Delaware males may be mated to New Hampshire or Rhode Island Red females and produce chicks of the Delaware
color pattern. Delaware females mated to New Hampshire or Rhode Island Red males produce sex-linked offspring; the males having the Delaware color pattern and the females having the solid red color of the sires. Chicks from this second cross can even be sexed by their down color when hatched.
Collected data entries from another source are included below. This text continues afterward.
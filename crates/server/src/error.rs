use axum::{
    Json,
    extract::multipart::MultipartError,
    http::StatusCode,
    response::{IntoResponse, Response},
};
use db::{DbErr, models::tag::TagError};
use services::services::{editor::EditorError, storage::StorageError};
use thiserror::Error;
use utils::response::ApiResponse;

#[derive(Debug, Error, ts_rs::TS)]
#[ts(type = "string")]
pub enum ApiError {
    #[error(transparent)]
    Tag(#[from] TagError),
    #[error(transparent)]
    Editor(#[from] EditorError),
    #[error(transparent)]
    Database(#[from] DbErr),
    #[error("Multipart error: {0}")]
    Multipart(#[from] MultipartError),
    #[error("Not found: {0}")]
    NotFound(String),
    #[error("Bad request: {0}")]
    BadRequest(String),
}

fn editor_status(err: &EditorError) -> (StatusCode, &'static str) {
    match err {
        EditorError::Validation(_)
        | EditorError::TooManyAttachments
        | EditorError::UnsupportedFileType(_) => (StatusCode::BAD_REQUEST, "ValidationError"),
        EditorError::InvalidTransition { .. } => (StatusCode::CONFLICT, "EditorError"),
        EditorError::Storage(StorageError::InvalidPath(_)) => {
            (StatusCode::BAD_REQUEST, "StorageError")
        }
        EditorError::Storage(_) => (StatusCode::INTERNAL_SERVER_ERROR, "StorageError"),
        EditorError::Database(DbErr::RecordNotFound(_)) => (StatusCode::NOT_FOUND, "DatabaseError"),
        EditorError::Database(_) => (StatusCode::INTERNAL_SERVER_ERROR, "DatabaseError"),
    }
}

impl IntoResponse for ApiError {
    fn into_response(self) -> Response {
        let (status_code, error_type) = match &self {
            ApiError::Tag(err) => match err {
                TagError::EmptyName | TagError::Duplicate(_) => {
                    (StatusCode::BAD_REQUEST, "TagError")
                }
                TagError::Database(_) => (StatusCode::INTERNAL_SERVER_ERROR, "TagError"),
            },
            ApiError::Editor(err) => editor_status(err),
            ApiError::Database(db_err) => match db_err {
                DbErr::RecordNotFound(_) => (StatusCode::NOT_FOUND, "DatabaseError"),
                _ => (StatusCode::INTERNAL_SERVER_ERROR, "DatabaseError"),
            },
            ApiError::Multipart(_) => (StatusCode::BAD_REQUEST, "MultipartError"),
            ApiError::NotFound(_) => (StatusCode::NOT_FOUND, "NotFound"),
            ApiError::BadRequest(_) => (StatusCode::BAD_REQUEST, "BadRequest"),
        };

        // Domain errors already carry the French text shown to the user.
        let error_message = match &self {
            ApiError::Tag(TagError::Database(_)) => format!("{}: {}", error_type, self),
            ApiError::Tag(err) => err.to_string(),
            ApiError::Editor(err) => err.user_message(),
            ApiError::Multipart(_) => {
                "Échec de l'envoi du fichier. Vérifiez le fichier et réessayez.".to_string()
            }
            ApiError::NotFound(msg) | ApiError::BadRequest(msg) => msg.clone(),
            ApiError::Database(_) => format!("{}: {}", error_type, self),
        };

        if status_code.is_server_error() {
            tracing::error!(
                status = %status_code,
                error_type,
                error = %self,
                "API request failed"
            );
        }
        let response = ApiResponse::<()>::error(&error_message);
        (status_code, Json(response)).into_response()
    }
}

#[cfg(test)]
mod tests {
    use axum::body::to_bytes;
    use services::services::{editor::EditorState, storage::Bucket};

    use super::*;

    async fn message_of(err: ApiError) -> (StatusCode, String) {
        let response = err.into_response();
        let status = response.status();
        let body = to_bytes(response.into_body(), usize::MAX).await.unwrap();
        let json: serde_json::Value = serde_json::from_slice(&body).unwrap();
        assert_eq!(json["success"], false);
        (status, json["message"].as_str().unwrap_or_default().to_string())
    }

    #[test]
    fn api_error_maps_to_expected_http_statuses() {
        assert_eq!(
            ApiError::BadRequest("bad".to_string())
                .into_response()
                .status(),
            StatusCode::BAD_REQUEST
        );
        assert_eq!(
            ApiError::NotFound("missing".to_string())
                .into_response()
                .status(),
            StatusCode::NOT_FOUND
        );
        assert_eq!(
            ApiError::Database(DbErr::RecordNotFound("Task not found".to_string()))
                .into_response()
                .status(),
            StatusCode::NOT_FOUND
        );
        assert_eq!(
            ApiError::Database(DbErr::Custom("boom".to_string()))
                .into_response()
                .status(),
            StatusCode::INTERNAL_SERVER_ERROR
        );
        assert_eq!(
            ApiError::from(EditorError::InvalidTransition {
                from: EditorState::Saving,
                to: EditorState::Saving,
            })
            .into_response()
            .status(),
            StatusCode::CONFLICT
        );
    }

    #[tokio::test]
    async fn duplicate_tag_is_a_validation_error_with_its_message() {
        let (status, message) =
            message_of(ApiError::from(TagError::Duplicate("Urgent".to_string()))).await;
        assert_eq!(status, StatusCode::BAD_REQUEST);
        assert_eq!(message, "Le tag \"Urgent\" existe déjà.");
    }

    #[tokio::test]
    async fn editor_errors_surface_the_user_message() {
        let (status, message) = message_of(ApiError::from(EditorError::Validation(
            "Le titre est obligatoire.".to_string(),
        )))
        .await;
        assert_eq!(status, StatusCode::BAD_REQUEST);
        assert_eq!(message, "Le titre est obligatoire.");

        let (status, message) = message_of(ApiError::from(EditorError::Storage(
            StorageError::BucketNotFound(Bucket::TasksFiles),
        )))
        .await;
        assert_eq!(status, StatusCode::INTERNAL_SERVER_ERROR);
        assert!(message.contains("'tasks_files'"));
    }
}
use std::sync::{Mutex, MutexGuard, OnceLock};

use tempfile::TempDir;

const ASSET_DIR_ENV: &str = "ATELIER_ASSET_DIR";
const DATABASE_URL_ENV: &str = "DATABASE_URL";

pub fn test_lock() -> &'static Mutex<()> {
    static LOCK: OnceLock<Mutex<()>> = OnceLock::new();
    LOCK.get_or_init(|| Mutex::new(()))
}

/// Points the asset directory and database at a fresh temp dir for the
/// lifetime of the guard, restoring the previous values on drop.
pub struct TestEnvGuard {
    _lock: MutexGuard<'static, ()>,
    root: TempDir,
    previous: Vec<(&'static str, Option<String>)>,
}

impl TestEnvGuard {
    pub fn new() -> Self {
        let lock = test_lock().lock().unwrap_or_else(|err| err.into_inner());
        let root = tempfile::tempdir().unwrap();
        let db_url = format!(
            "sqlite://{}?mode=rwc",
            root.path().join("db.sqlite").to_string_lossy()
        );

        let overrides = [
            (ASSET_DIR_ENV, root.path().to_string_lossy().to_string()),
            (DATABASE_URL_ENV, db_url),
        ];
        let previous = overrides
            .iter()
            .map(|(name, _)| (*name, std::env::var(name).ok()))
            .collect();

        // SAFETY: tests using TestEnvGuard are serialized by test_lock.
        unsafe {
            for (name, value) in &overrides {
                std::env::set_var(name, value);
            }
        }

        Self {
            _lock: lock,
            root,
            previous,
        }
    }

    pub fn root(&self) -> &std::path::Path {
        self.root.path()
    }
}

impl Drop for TestEnvGuard {
    fn drop(&mut self) {
        // SAFETY: tests using TestEnvGuard are serialized by test_lock.
        unsafe {
            for (name, value) in &self.previous {
                match value {
                    Some(value) => std::env::set_var(name, value),
                    None => std::env::remove_var(name),
                }
            }
        }
    }
}
use axum::{
    Router,
    middleware::{from_fn, from_fn_with_state},
    routing::get,
};
use tower_http::{services::ServeDir, trace::TraceLayer};
use utils::assets::storage_dir;

use crate::{DeploymentImpl, middleware::require_user, routes};

mod auth;

pub fn router(deployment: DeploymentImpl) -> Router {
    // Layers run bottom-up: token boundary first, then caller identity.
    let api_routes = Router::new()
        .merge(routes::tasks::router(&deployment))
        .merge(routes::notes::router(&deployment))
        .merge(routes::projects::router(&deployment))
        .merge(routes::tags::router())
        .merge(routes::notifications::router())
        .merge(routes::events::router())
        .merge(routes::dashboard::router())
        .merge(routes::tools::router())
        .layer(from_fn(require_user))
        .layer(from_fn_with_state(
            deployment.clone(),
            auth::require_api_auth,
        ));

    Router::new()
        .route("/health", get(routes::health::health_check))
        .nest("/api", api_routes)
        .nest_service("/storage", ServeDir::new(storage_dir()))
        .layer(TraceLayer::new_for_http())
        .with_state(deployment)
}
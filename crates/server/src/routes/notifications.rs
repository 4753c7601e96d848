use std::net::{IpAddr, SocketAddr};

use axum::{
    Extension, Json, Router,
    extract::{ConnectInfo, Path, State},
    http::{HeaderMap, header},
    response::Json as ResponseJson,
    routing::{delete, get, post},
};
use chrono::Utc;
use db::models::notification::{Notification, NotificationType};
use deployment::Deployment;
use serde::{Deserialize, Serialize};
use services::services::{
    client_info::ClientHints,
    notification::{Actor, NotificationMetadata, RequestContext},
    notification_center::CenterSnapshot,
    time_label::relative_label,
};
use ts_rs::TS;
use utils::response::ApiResponse;
use uuid::Uuid;

use crate::{DeploymentImpl, error::ApiError};

/// A notification as listed on the notifications page.
#[derive(Debug, Serialize, TS)]
pub struct NotificationView {
    #[serde(flatten)]
    #[ts(flatten)]
    pub notification: Notification,
    pub time_label: String,
}

#[derive(Debug, Deserialize, TS)]
pub struct AuthEventRequest {
    pub event_type: NotificationType,
}

pub async fn get_notifications(
    State(deployment): State<DeploymentImpl>,
    Extension(actor): Extension<Actor>,
) -> Result<ResponseJson<ApiResponse<Vec<NotificationView>>>, ApiError> {
    let limit = deployment.config().read().await.notifications.recent_limit;
    let now = Utc::now();
    let notifications = Notification::find_recent(&deployment.db().pool, actor.user_id, limit)
        .await?
        .into_iter()
        .map(|notification| NotificationView {
            time_label: relative_label(notification.created_at, now),
            notification,
        })
        .collect();
    Ok(ResponseJson(ApiResponse::success(notifications)))
}

pub async fn mark_notification_read(
    State(deployment): State<DeploymentImpl>,
    Extension(actor): Extension<Actor>,
    Path(notification_id): Path<Uuid>,
) -> Result<ResponseJson<ApiResponse<bool>>, ApiError> {
    let changed = deployment
        .notification_centers()
        .mark_read(actor.user_id, notification_id)
        .await?;
    Ok(ResponseJson(ApiResponse::success(changed)))
}

pub async fn clear_notifications(
    State(deployment): State<DeploymentImpl>,
    Extension(actor): Extension<Actor>,
) -> Result<ResponseJson<ApiResponse<u64>>, ApiError> {
    let removed = deployment
        .notification_centers()
        .clear_all(actor.user_id)
        .await?;
    Ok(ResponseJson(ApiResponse::success(removed)))
}

pub async fn get_center(
    State(deployment): State<DeploymentImpl>,
    Extension(actor): Extension<Actor>,
) -> Result<ResponseJson<ApiResponse<CenterSnapshot>>, ApiError> {
    let snapshot = deployment
        .notification_centers()
        .snapshot(actor.user_id)
        .await?;
    Ok(ResponseJson(ApiResponse::success(snapshot)))
}

/// Opening the bell marks every notification read and resets the badge.
pub async fn open_bell(
    State(deployment): State<DeploymentImpl>,
    Extension(actor): Extension<Actor>,
) -> Result<ResponseJson<ApiResponse<u64>>, ApiError> {
    let marked = deployment
        .notification_centers()
        .open_bell(actor.user_id)
        .await?;
    Ok(ResponseJson(ApiResponse::success(marked)))
}

pub async fn dismiss_toast(
    State(deployment): State<DeploymentImpl>,
    Extension(actor): Extension<Actor>,
    Path(toast_id): Path<Uuid>,
) -> Result<ResponseJson<ApiResponse<bool>>, ApiError> {
    let dismissed = deployment
        .notification_centers()
        .dismiss(actor.user_id, toast_id)
        .await?;
    Ok(ResponseJson(ApiResponse::success(dismissed)))
}

fn header_value(headers: &HeaderMap, name: impl header::AsHeaderName) -> Option<String> {
    headers
        .get(name)
        .and_then(|value| value.to_str().ok())
        .map(str::trim)
        .filter(|value| !value.is_empty())
        .map(str::to_string)
}

/// Accepts a bare address or `address:port`.
fn parse_ip(raw: &str) -> Option<IpAddr> {
    let raw = raw.trim();
    raw.parse::<IpAddr>()
        .ok()
        .or_else(|| raw.parse::<SocketAddr>().ok().map(|addr| addr.ip()))
}

/// First hop of `x-forwarded-for`, then `x-real-ip`, then the peer address.
/// Values that are not an IP address are skipped. Loopback peers are left
/// out so the lookup resolves the public address.
fn client_ip(headers: &HeaderMap, peer: Option<SocketAddr>) -> Option<String> {
    let forwarded = header_value(headers, "x-forwarded-for")
        .and_then(|value| value.split(',').next().and_then(parse_ip));
    let real_ip = header_value(headers, "x-real-ip").and_then(|value| parse_ip(&value));
    let peer = peer.map(|addr| addr.ip()).filter(|ip| !ip.is_loopback());

    forwarded.or(real_ip).or(peer).map(|ip| ip.to_string())
}

pub fn request_context(headers: &HeaderMap, peer: Option<SocketAddr>) -> RequestContext {
    RequestContext {
        ip: client_ip(headers, peer),
        user_agent: header_value(headers, header::USER_AGENT),
        hints: ClientHints {
            brands: header_value(headers, "sec-ch-ua"),
            full_version_list: header_value(headers, "sec-ch-ua-full-version-list"),
            platform: header_value(headers, "sec-ch-ua-platform"),
        },
    }
}

/// Called by the authenticating gateway after a sign-up, sign-in or password
/// reset; the notification is enriched from the forwarded request headers.
pub async fn record_auth_event(
    State(deployment): State<DeploymentImpl>,
    Extension(actor): Extension<Actor>,
    connect_info: Option<Extension<ConnectInfo<SocketAddr>>>,
    headers: HeaderMap,
    Json(payload): Json<AuthEventRequest>,
) -> Result<ResponseJson<ApiResponse<()>>, ApiError> {
    if !payload.event_type.is_auth_event() {
        return Err(ApiError::BadRequest(format!(
            "{} n'est pas un événement d'authentification.",
            payload.event_type
        )));
    }

    let peer = connect_info.map(|Extension(ConnectInfo(addr))| addr);
    let metadata = NotificationMetadata {
        request: Some(request_context(&headers, peer)),
        ..Default::default()
    };
    deployment
        .notifications()
        .create_notification(&actor, payload.event_type, metadata)
        .await;

    Ok(ResponseJson(ApiResponse::success(())))
}

pub fn router() -> Router<DeploymentImpl> {
    Router::new()
        .route(
            "/notifications",
            get(get_notifications).delete(clear_notifications),
        )
        .route(
            "/notifications/{notification_id}/read",
            post(mark_notification_read),
        )
        .route("/notifications/auth-events", post(record_auth_event))
        .route("/notifications/center", get(get_center))
        .route("/notifications/center/open", post(open_bell))
        .route(
            "/notifications/center/toasts/{toast_id}",
            delete(dismiss_toast),
        )
}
In addition to the American Poultry Association’s (APA) standard for the breed,
our breeding program emphasizes size/weight at 12 weeks of age and lay rate as adults. Basically, we want a dual purpose bird that is growthy and lays a lot of eggs.
What two breeds make a Delaware chicken?
Delaware Breed History
The Delaware chicken is a relative newcomer to the chicken world and made their first appearance in the 1940s. They are actually the result of an offshoot of the New Hampshire and Plymouth Rock breed improvement program that was taking place in the 1940s.